PROBLEM INFO: I'm running a fully-updated version of both giFT and giFTcurs. I've tried removing the nodes file, and no luck. When running "watch netstat -a", I see a lot of nodes, but each one is showing as "SYN_SENT".

NET INFO: I've got a Linksys wireless access point/router between my computer and the DSL connection. I've got my net config set so the router's local IP address is the gateway, and no luck. I've tried it without a gateway, and still the same result. 
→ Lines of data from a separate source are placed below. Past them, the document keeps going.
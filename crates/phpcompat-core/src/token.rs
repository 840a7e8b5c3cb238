//! Token model consumed by the sniffs
//!
//! The token kinds form a closed set. Structural metadata (matching
//! brackets, scope owners, enclosing conditions) is filled in by the
//! tokenizer's structure pass and may be missing for truncated input.
//! Interpolated strings and heredocs are single tokens.

use std::ops::Range;

#[derive(Debug, Clone, Copy, PartialEq, Eq, Hash)]
pub enum TokenKind {
    // Layout
    InlineHtml,
    OpenTag,
    OpenTagWithEcho,
    CloseTag,
    Whitespace,
    Comment,
    DocComment,

    // Names and literals
    /// A bare identifier: function, constant or class name
    String,
    Variable,
    LNumber,
    DNumber,
    /// Single-quoted or interpolation-free double-quoted string
    ConstantEncapsedString,
    /// Double-quoted string containing interpolation
    DoubleQuotedString,
    Heredoc,
    Nowdoc,
    Backtick,
    /// `__DIR__`, `__CLASS__` and friends
    MagicConstant,

    // Keywords
    Abstract,
    Array,
    As,
    Break,
    Callable,
    Case,
    Catch,
    Class,
    Clone,
    Const,
    Continue,
    Declare,
    Default,
    Do,
    Echo,
    Else,
    ElseIf,
    Empty,
    EndDeclare,
    EndFor,
    EndForeach,
    EndIf,
    EndSwitch,
    EndWhile,
    Enum,
    Eval,
    Exit,
    Extends,
    Final,
    Finally,
    Fn,
    For,
    Foreach,
    Function,
    Global,
    Goto,
    HaltCompiler,
    If,
    Implements,
    Include,
    IncludeOnce,
    Instanceof,
    Insteadof,
    Interface,
    Isset,
    List,
    LogicalOperator,
    Match,
    Namespace,
    New,
    Print,
    Private,
    Protected,
    Public,
    Readonly,
    Require,
    RequireOnce,
    Return,
    Static,
    Switch,
    Throw,
    Trait,
    Try,
    Unset,
    Use,
    Var,
    While,
    Yield,

    // Punctuation
    OpenParenthesis,
    CloseParenthesis,
    OpenCurlyBracket,
    CloseCurlyBracket,
    OpenSquareBracket,
    CloseSquareBracket,
    Semicolon,
    Comma,
    Colon,
    DoubleColon,
    ObjectOperator,
    NullsafeObjectOperator,
    DoubleArrow,
    NsSeparator,
    Equal,
    QuestionMark,
    Ampersand,
    BitwiseOr,
    Ellipsis,
    AttributeStart,
    Dollar,
    /// Any other operator (`+`, `===`, `??=`, ...)
    Operator,
}

impl TokenKind {
    /// Tokens with no syntactic meaning
    pub fn is_empty(self) -> bool {
        matches!(
            self,
            TokenKind::Whitespace | TokenKind::Comment | TokenKind::DocComment
        )
    }

    /// Tokens that may own a curly-brace scope
    pub fn is_scope_owner(self) -> bool {
        matches!(
            self,
            TokenKind::Class
                | TokenKind::Interface
                | TokenKind::Trait
                | TokenKind::Enum
                | TokenKind::Function
                | TokenKind::Fn
                | TokenKind::Namespace
                | TokenKind::If
                | TokenKind::Else
                | TokenKind::ElseIf
                | TokenKind::While
                | TokenKind::Do
                | TokenKind::For
                | TokenKind::Foreach
                | TokenKind::Switch
                | TokenKind::Match
                | TokenKind::Try
                | TokenKind::Catch
                | TokenKind::Finally
                | TokenKind::Declare
        )
    }

    /// Keywords that become plain identifiers after `->`, `?->`, `::` or in
    /// function/constant declarations
    pub fn is_reserved_word(self) -> bool {
        use TokenKind::*;
        matches!(
            self,
            Abstract
                | Array
                | As
                | Break
                | Callable
                | Case
                | Catch
                | Class
                | Clone
                | Const
                | Continue
                | Declare
                | Default
                | Do
                | Echo
                | Else
                | ElseIf
                | Empty
                | EndDeclare
                | EndFor
                | EndForeach
                | EndIf
                | EndSwitch
                | EndWhile
                | Enum
                | Eval
                | Exit
                | Extends
                | Final
                | Finally
                | Fn
                | For
                | Foreach
                | Function
                | Global
                | Goto
                | If
                | Implements
                | Include
                | IncludeOnce
                | Instanceof
                | Insteadof
                | Interface
                | Isset
                | List
                | LogicalOperator
                | Match
                | Namespace
                | New
                | Print
                | Private
                | Protected
                | Public
                | Readonly
                | Require
                | RequireOnce
                | Return
                | Static
                | Switch
                | Throw
                | Trait
                | Try
                | Unset
                | Use
                | Var
                | While
                | Yield
        )
    }

    /// String-ish literals
    pub fn is_text_string(self) -> bool {
        matches!(
            self,
            TokenKind::ConstantEncapsedString
                | TokenKind::DoubleQuotedString
                | TokenKind::Heredoc
                | TokenKind::Nowdoc
        )
    }
}

/// A curly-brace scope and the token that owns it
#[derive(Debug, Clone, Copy, PartialEq, Eq)]
pub struct Scope {
    pub owner: usize,
    pub opener: usize,
    pub closer: usize,
}

#[derive(Debug, Clone, PartialEq, Eq)]
pub struct Token {
    pub kind: TokenKind,
    pub content: String,
    pub line: usize,
    pub column: usize,
    /// For brackets and parentheses: index of the matching token
    pub matching: Option<usize>,
    /// For parentheses: the keyword or name the parentheses belong to
    pub paren_owner: Option<usize>,
    /// For scope owners and their braces: the scope
    pub scope: Option<Scope>,
    /// Owners of every scope enclosing this token, outermost first
    pub conditions: Vec<usize>,
}

impl Token {
    pub fn new(kind: TokenKind, content: impl Into<String>, line: usize, column: usize) -> Self {
        Self {
            kind,
            content: content.into(),
            line,
            column,
            matching: None,
            paren_owner: None,
            scope: None,
            conditions: Vec::new(),
        }
    }

    pub fn is(&self, kind: TokenKind) -> bool {
        self.kind == kind
    }

    /// Content compared case-insensitively
    pub fn content_eq(&self, other: &str) -> bool {
        self.content.eq_ignore_ascii_case(other)
    }
}

/// The token array of one file
#[derive(Debug, Clone, Default)]
pub struct TokenStream {
    tokens: Vec<Token>,
}

impl TokenStream {
    pub fn new(tokens: Vec<Token>) -> Self {
        Self { tokens }
    }

    pub fn len(&self) -> usize {
        self.tokens.len()
    }

    pub fn is_empty(&self) -> bool {
        self.tokens.is_empty()
    }

    pub fn tokens(&self) -> &[Token] {
        &self.tokens
    }

    pub fn token_at(&self, pos: usize) -> Option<&Token> {
        self.tokens.get(pos)
    }

    pub fn kind_at(&self, pos: usize) -> Option<TokenKind> {
        self.tokens.get(pos).map(|t| t.kind)
    }

    /// Search backwards, starting just before `from`
    pub fn find_previous<F>(&self, from: usize, predicate: F) -> Option<usize>
    where
        F: Fn(&Token) -> bool,
    {
        let end = from.min(self.tokens.len());
        (0..end).rev().find(|&i| predicate(&self.tokens[i]))
    }

    /// Search forwards from `from` (inclusive) up to `to` (exclusive)
    pub fn find_next<F>(&self, from: usize, to: Option<usize>, predicate: F) -> Option<usize>
    where
        F: Fn(&Token) -> bool,
    {
        let end = to.unwrap_or(self.tokens.len()).min(self.tokens.len());
        (from..end).find(|&i| predicate(&self.tokens[i]))
    }

    /// Concatenated content of a token range
    pub fn content_of(&self, range: Range<usize>) -> String {
        let end = range.end.min(self.tokens.len());
        let start = range.start.min(end);
        self.tokens[start..end]
            .iter()
            .map(|t| t.content.as_str())
            .collect()
    }

    /// Concatenated content of a token range, skipping whitespace and comments
    pub fn significant_content_of(&self, range: Range<usize>) -> String {
        let end = range.end.min(self.tokens.len());
        let start = range.start.min(end);
        self.tokens[start..end]
            .iter()
            .filter(|t| !t.kind.is_empty())
            .map(|t| t.content.as_str())
            .collect()
    }

    /// Indices of all tokens of the given kinds
    pub fn positions_of<'a>(&'a self, kinds: &'a [TokenKind]) -> impl Iterator<Item = usize> + 'a {
        self.tokens
            .iter()
            .enumerate()
            .filter(move |(_, t)| kinds.contains(&t.kind))
            .map(|(i, _)| i)
    }
}

#[cfg(test)]
mod tests {
    use super::*;

    fn stream() -> TokenStream {
        TokenStream::new(vec![
            Token::new(TokenKind::OpenTag, "<?php ", 1, 1),
            Token::new(TokenKind::String, "foo", 1, 7),
            Token::new(TokenKind::OpenParenthesis, "(", 1, 10),
            Token::new(TokenKind::Whitespace, " ", 1, 11),
            Token::new(TokenKind::CloseParenthesis, ")", 1, 12),
            Token::new(TokenKind::Semicolon, ";", 1, 13),
        ])
    }

    #[test]
    fn test_find_previous_and_next() {
        let s = stream();
        assert_eq!(s.find_previous(4, |t| t.is(TokenKind::String)), Some(1));
        assert_eq!(s.find_previous(1, |t| t.is(TokenKind::String)), None);
        assert_eq!(s.find_next(2, None, |t| t.is(TokenKind::Semicolon)), Some(5));
        assert_eq!(s.find_next(2, Some(5), |t| t.is(TokenKind::Semicolon)), None);
        assert_eq!(s.find_next(2, Some(100), |t| t.is(TokenKind::Semicolon)), Some(5));
    }

    #[test]
    fn test_content_helpers() {
        let s = stream();
        assert_eq!(s.content_of(1..5), "foo( )");
        assert_eq!(s.significant_content_of(1..5), "foo()");
        assert_eq!(s.content_of(4..100), ");");
    }

    #[test]
    fn test_kind_predicates() {
        assert!(TokenKind::Comment.is_empty());
        assert!(!TokenKind::String.is_empty());
        assert!(TokenKind::Function.is_scope_owner());
        assert!(TokenKind::List.is_reserved_word());
        assert!(!TokenKind::Variable.is_reserved_word());
    }

    #[test]
    fn test_positions_of() {
        let s = stream();
        let parens: Vec<usize> = s
            .positions_of(&[TokenKind::OpenParenthesis, TokenKind::CloseParenthesis])
            .collect();
        assert_eq!(parens, vec![2, 4]);
    }
}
giFT INFO: My libOpenFT.so is in /usr/lib/giFT (exact location specified in gift.conf), port settings are default.

Any ideas?

----------

## cram

You've probably already done this, but I have this habit of forgetting to re-run gift-setup after my upgrades.

----------

## OdinsDream

Where did you get a list of giFT nodes? I installed the program, and read the documentation available on the site, but I can't seem to figure out where you get a list of nodes, or a node to connect to?

----------

## KungFuHamster

Done that, too. No dice.

----------

## cram

 *Quote:*   

>  Where did you get a list of giFT nodes? 

 

~/.giFT/OpenFT/nodes

----------

## KungFuHamster

Fixed it!

The problem was that giFT won't use libOpenFT.so unless it's in the default directory, so I just made a nice little link and it's working fine now. Yay me!

----------

## digitalnick

im not havign trouble gettin search returns in gift but it never seems to dl any files this is on my gf puter so i dont check it very often but i queued se veral files ... either the gift network dosnt seem to be very large or something else is wrong ... i get few returns and the returns i have gotten so far .. no dl :9 any ideas?

----------

## darktux

 *digitalnick wrote:*   

> im not havign trouble gettin search returns in gift but it never seems to dl any files this is on my gf puter so i dont check it very often but i queued se veral files ... either the gift network dosnt seem to be very large or something else is wrong ... i get few returns and the returns i have gotten so far .. no dl :9 any ideas?

 

Check gift's logs, and try to keep always a recent version.

----------

## OdinsDream

 *cram wrote:*   

>  *Quote:*    Where did you get a list of giFT nodes?  
> 
> ~/.giFT/OpenFT/nodes

 

odinsdream@p2c2e odinsdream $ cd .giFT

bash: cd: .giFT: No such file or directory

odinsdream@p2c2e odinsdream $

----------

## darktux

 *OdinsDream wrote:*   

>  *cram wrote:*    *Quote:*    Where did you get a list of giFT nodes?  
> 
> ~/.giFT/OpenFT/nodes 
> 
> odinsdream@p2c2e odinsdream $ cd .giFT
> ...

 

Did you ran gift's setup?  :Wink:   What about giFt itself?

----------

## MaGNuS_Z

 *KungFuHamster wrote:*   

> Fixed it!
> 
> The problem was that giFT won't use libOpenFT.so unless it's in the default directory, so I just made a nice little link and it's working fine now. Yay me!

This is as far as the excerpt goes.